As reported in the national news, two men, both heterosexual, have married in Eire to avoid a colossal charge to inheritance tax in relation to a property. The case may be in the Republic of Ireland but is still of interest. The circumstances have been deemed “perfectly lawful” despite several potentially problematic provisions contained in the Irish Marriage Act 2015. Mr Murphy and best friend Mr O’Sullivan, decided to marry upon discovering that €50,000 would be due in tax on the death of Mr Murphy because of his choice to leave his property to someone other than his spouse by the terms of his Will. The circumstances surrounding this situation however, also turn on the fact that Mr O’Sullivan acted as a carer for Mr Murphy without remuneration.

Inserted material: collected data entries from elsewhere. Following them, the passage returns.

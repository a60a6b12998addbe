use crate::controller::ApiResponse;
use crate::extractors::{
    authenticated_user::AuthenticatedUser, compare_api_version::CompareApiVersion,
};
use crate::params::event::IndexParams;
use crate::{AppState, Error};
use axum::extract::{Path, Query, State};
use axum::http::StatusCode;
use axum::response::IntoResponse;
use axum::Json;
use chrono::Utc;
use domain::event::{self as EventApi, NewEvent};
use domain::{events::Model, listing, Id};
use service::config::ApiVersion;

use log::*;

/// GET upcoming active events, soonest first
#[utoipa::path(
    get,
    path = "/events",
    params(ApiVersion, IndexParams),
    responses(
        (status = 200, description = "Successfully retrieved the event listing", body = [domain::events::Model]),
        (status = 400, description = "Bad Request"),
        (status = 503, description = "Service temporarily unavailable")
    )
)]
pub async fn index(
    CompareApiVersion(_v): CompareApiVersion,
    State(app_state): State<AppState>,
    Query(params): Query<IndexParams>,
) -> Result<impl IntoResponse, Error> {
    debug!("GET events listing with params: {params:?}");

    let listing = listing::list(
        app_state.catalog.as_ref(),
        params.window,
        Utc::now(),
        app_state.config.listing_timezone,
    )
    .await?;
    let events: Vec<Model> = listing.iter().cloned().collect();

    debug!("Found {} event(s) for the listing", events.len());

    Ok(Json(ApiResponse::new(StatusCode::OK.into(), events)))
}

/// GET a particular event specified by its id.
#[utoipa::path(
    get,
    path = "/events/{id}",
    params(
        ApiVersion,
        ("id" = Uuid, Path, description = "Event id to retrieve")
    ),
    responses(
        (status = 200, description = "Successfully retrieved a specific event by its id", body = domain::events::Model),
        (status = 404, description = "Event not found"),
        (status = 503, description = "Service temporarily unavailable")
    )
)]
pub async fn read(
    CompareApiVersion(_v): CompareApiVersion,
    State(app_state): State<AppState>,
    Path(id): Path<Id>,
) -> Result<impl IntoResponse, Error> {
    debug!("GET event by id: {id}");

    let event = EventApi::find_by_id(app_state.catalog.as_ref(), id).await?;

    Ok(Json(ApiResponse::new(StatusCode::OK.into(), event)))
}

/// GET every event, inactive and past ones included, newest first. Administrators only.
#[utoipa::path(
    get,
    path = "/admin/events",
    params(ApiVersion),
    responses(
        (status = 200, description = "Successfully retrieved all events", body = [domain::events::Model]),
        (status = 401, description = "Unauthorized"),
        (status = 403, description = "Forbidden"),
        (status = 503, description = "Service temporarily unavailable")
    ),
    security(
        ("cookie_auth" = [])
    )
)]
pub async fn index_all(
    CompareApiVersion(_v): CompareApiVersion,
    AuthenticatedUser(user): AuthenticatedUser,
    State(app_state): State<AppState>,
) -> Result<impl IntoResponse, Error> {
    debug!("GET all events for moderation");

    let events = EventApi::find_all(app_state.catalog.as_ref(), &user).await?;

    debug!("Found {} event(s) in total", events.len());

    Ok(Json(ApiResponse::new(StatusCode::OK.into(), events)))
}

/// POST publish a new event hosted by the authenticated user
#[utoipa::path(
    post,
    path = "/events",
    params(ApiVersion),
    request_body = domain::event::NewEvent,
    responses(
        (status = 201, description = "Successfully published a new event", body = domain::events::Model),
        (status = 401, description = "Unauthorized"),
        (status = 403, description = "Forbidden"),
        (status = 422, description = "Unprocessable Entity"),
        (status = 503, description = "Service temporarily unavailable")
    ),
    security(
        ("cookie_auth" = [])
    )
)]
pub async fn create(
    CompareApiVersion(_v): CompareApiVersion,
    AuthenticatedUser(user): AuthenticatedUser,
    State(app_state): State<AppState>,
    Json(new_event): Json<NewEvent>,
) -> Result<impl IntoResponse, Error> {
    debug!("POST create a new event from: {new_event:?}");

    let event = EventApi::create(
        app_state.catalog.as_ref(),
        &app_state.event_publisher,
        &user,
        new_event,
    )
    .await?;

    debug!("New event: {event:?}");

    Ok((
        StatusCode::CREATED,
        Json(ApiResponse::new(StatusCode::CREATED.into(), event)),
    ))
}

/// DELETE an event and its reservations. Administrators only.
#[utoipa::path(
    delete,
    path = "/events/{id}",
    params(
        ApiVersion,
        ("id" = Uuid, Path, description = "Event id to delete")
    ),
    responses(
        (status = 200, description = "Successfully deleted the event"),
        (status = 401, description = "Unauthorized"),
        (status = 403, description = "Forbidden"),
        (status = 404, description = "Event not found"),
        (status = 503, description = "Service temporarily unavailable")
    ),
    security(
        ("cookie_auth" = [])
    )
)]
pub async fn delete(
    CompareApiVersion(_v): CompareApiVersion,
    AuthenticatedUser(user): AuthenticatedUser,
    State(app_state): State<AppState>,
    Path(id): Path<Id>,
) -> Result<impl IntoResponse, Error> {
    debug!("DELETE event by id: {id}");

    EventApi::delete(
        app_state.catalog.as_ref(),
        &app_state.event_publisher,
        &user,
        id,
    )
    .await?;

    Ok(Json(ApiResponse::<()>::no_content(StatusCode::OK.into())))
}

#[cfg(test)]
#[cfg(feature = "mock")]
mod tests {
    use crate::test_support::{app, app_state, body_json, event, login, login_db, request, user};
    use axum::body::Body;
    use axum::http::StatusCode;
    use chrono::{Duration, Utc};
    use domain::catalog::in_memory::InMemoryStore;
    use domain::roles::Role;
    use sea_orm::{DatabaseBackend, MockDatabase};
    use serde_json::json;
    use std::sync::Arc;
    use tower::ServiceExt;

    fn anonymous_app(store: Arc<InMemoryStore>) -> axum::Router {
        app(app_state(
            MockDatabase::new(DatabaseBackend::Postgres).into_connection(),
            store,
        ))
    }

    #[tokio::test]
    async fn listing_is_public_ordered_and_windowed() {
        let now = Utc::now();
        let mut later = event(0.0, 5);
        later.date = (now + Duration::days(20)).into();
        let mut soon = event(0.0, 5);
        soon.date = (now + Duration::days(3)).into();
        let mut past = event(0.0, 5);
        past.date = (now - Duration::days(2)).into();
        let mut inactive = event(0.0, 5);
        inactive.is_active = false;

        let store = Arc::new(InMemoryStore::with_events([
            later.clone(),
            soon.clone(),
            past,
            inactive,
        ]));
        let app = anonymous_app(store);

        let response = app
            .clone()
            .oneshot(request("GET", "/events", None).body(Body::empty()).unwrap())
            .await
            .unwrap();
        assert_eq!(response.status(), StatusCode::OK);
        let body = body_json(response).await;
        let ids: Vec<String> = body["data"]
            .as_array()
            .unwrap()
            .iter()
            .map(|e| e["id"].as_str().unwrap().to_string())
            .collect();
        assert_eq!(ids, vec![soon.id.to_string(), later.id.to_string()]);

        let response = app
            .oneshot(
                request("GET", "/events?window=this_week", None)
                    .body(Body::empty())
                    .unwrap(),
            )
            .await
            .unwrap();
        let body = body_json(response).await;
        assert_eq!(body["data"].as_array().unwrap().len(), 1);
        assert_eq!(body["data"][0]["id"], json!(soon.id.to_string()));
    }

    #[tokio::test]
    async fn listing_requires_an_api_version() {
        let response = anonymous_app(Arc::new(InMemoryStore::new()))
            .oneshot(
                axum::http::Request::builder()
                    .uri("/events")
                    .body(Body::empty())
                    .unwrap(),
            )
            .await
            .unwrap();

        assert_eq!(response.status(), StatusCode::BAD_REQUEST);
    }

    #[tokio::test]
    async fn missing_event_is_404() {
        let response = anonymous_app(Arc::new(InMemoryStore::new()))
            .oneshot(
                request("GET", &format!("/events/{}", domain::Id::new_v4()), None)
                    .body(Body::empty())
                    .unwrap(),
            )
            .await
            .unwrap();

        assert_eq!(response.status(), StatusCode::NOT_FOUND);
    }

    fn new_event_body() -> String {
        json!({
            "title": "Block party",
            "description": "Music, food trucks and a bouncy castle on Oak Street",
            "location_name": "Oak Street",
            "latitude": 40.71,
            "longitude": -74.0,
            "date": (Utc::now() + Duration::days(5)).to_rfc3339(),
            "price": 0.0,
            "is_free": true,
            "total_tickets": 50
        })
        .to_string()
    }

    #[tokio::test]
    async fn hosts_can_publish_events() {
        let host = user(Role::Host);
        let store = Arc::new(InMemoryStore::new());
        let app = app(app_state(login_db(&host, 1), Arc::clone(&store)));
        let cookie = login(&app, &host).await;

        let response = app
            .oneshot(
                request("POST", "/events", Some(&cookie))
                    .header("content-type", "application/json")
                    .body(Body::from(new_event_body()))
                    .unwrap(),
            )
            .await
            .unwrap();

        assert_eq!(response.status(), StatusCode::CREATED);
        let body = body_json(response).await;
        assert_eq!(body["data"]["host_id"], json!(host.id.to_string()));
        assert_eq!(body["data"]["remaining_tickets"], json!(50));
    }

    #[tokio::test]
    async fn attendees_cannot_publish_events() {
        let attendee = user(Role::Attendee);
        let app = app(app_state(
            login_db(&attendee, 2),
            Arc::new(InMemoryStore::new()),
        ));
        let cookie = login(&app, &attendee).await;

        let response = app
            .oneshot(
                request("POST", "/events", Some(&cookie))
                    .header("content-type", "application/json")
                    .body(Body::from(new_event_body()))
                    .unwrap(),
            )
            .await
            .unwrap();

        assert_eq!(response.status(), StatusCode::FORBIDDEN);
    }

    #[tokio::test]
    async fn only_admins_delete_events() {
        let listed = event(0.0, 5);
        let store = Arc::new(InMemoryStore::with_events([listed.clone()]));

        let host = user(Role::Host);
        let host_app = app(app_state(login_db(&host, 2), Arc::clone(&store)));
        let cookie = login(&host_app, &host).await;
        let response = host_app
            .oneshot(
                request("DELETE", &format!("/events/{}", listed.id), Some(&cookie))
                    .body(Body::empty())
                    .unwrap(),
            )
            .await
            .unwrap();
        assert_eq!(response.status(), StatusCode::FORBIDDEN);
        assert!(store.event(listed.id).is_some());

        let admin = user(Role::Admin);
        let admin_app = app(app_state(login_db(&admin, 2), Arc::clone(&store)));
        let cookie = login(&admin_app, &admin).await;
        let response = admin_app
            .oneshot(
                request("DELETE", &format!("/events/{}", listed.id), Some(&cookie))
                    .body(Body::empty())
                    .unwrap(),
            )
            .await
            .unwrap();
        assert_eq!(response.status(), StatusCode::OK);
        assert!(store.event(listed.id).is_none());
    }

    #[tokio::test]
    async fn only_admins_list_all_events() {
        let mut inactive = event(0.0, 5);
        inactive.is_active = false;
        let store = Arc::new(InMemoryStore::with_events([inactive.clone()]));

        let attendee = user(Role::Attendee);
        let attendee_app = app(app_state(login_db(&attendee, 2), Arc::clone(&store)));
        let cookie = login(&attendee_app, &attendee).await;
        let response = attendee_app
            .oneshot(
                request("GET", "/admin/events", Some(&cookie))
                    .body(Body::empty())
                    .unwrap(),
            )
            .await
            .unwrap();
        assert_eq!(response.status(), StatusCode::FORBIDDEN);

        let admin = user(Role::Admin);
        let admin_app = app(app_state(login_db(&admin, 2), Arc::clone(&store)));
        let cookie = login(&admin_app, &admin).await;
        let response = admin_app
            .oneshot(
                request("GET", "/admin/events", Some(&cookie))
                    .body(Body::empty())
                    .unwrap(),
            )
            .await
            .unwrap();
        assert_eq!(response.status(), StatusCode::OK);
        let body = body_json(response).await;
        assert_eq!(body["data"].as_array().unwrap().len(), 1);
        assert_eq!(body["data"][0]["id"], json!(inactive.id.to_string()));
        assert_eq!(body["data"][0]["is_active"], json!(false));
    }
}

It has been said that this instance will not be investigated by Ireland’s Revenue. However, it is not clear whether this will set a precedent or not. The Revenue will not look into how legitimate a marriage is, they will only become involved where there is suspected criminal activity and as neither of these issues have been raised as yet, it is perfectly legal!
Here in England and Wales, as in Eire, gifts left to spouses under a Will do not attract an inheritance tax (IHT) liability. Otherwise, IHT is payable on estates over the nil rate band (currently £325,000) at 40% where the estate is left to non-exempt beneficiaries – this includes children.
The circumstances give rise to a plethora of arguments relating to avoidance of IHT, the sanctity of marriage and equality in marriage, romantic or otherwise. It perhaps more importantly highlights the need for effective estate planning where individuals know their estates will give rise to IHT. In addition, it brings to light the tax advantages of being married as opposed to, for example, simple cohabitation.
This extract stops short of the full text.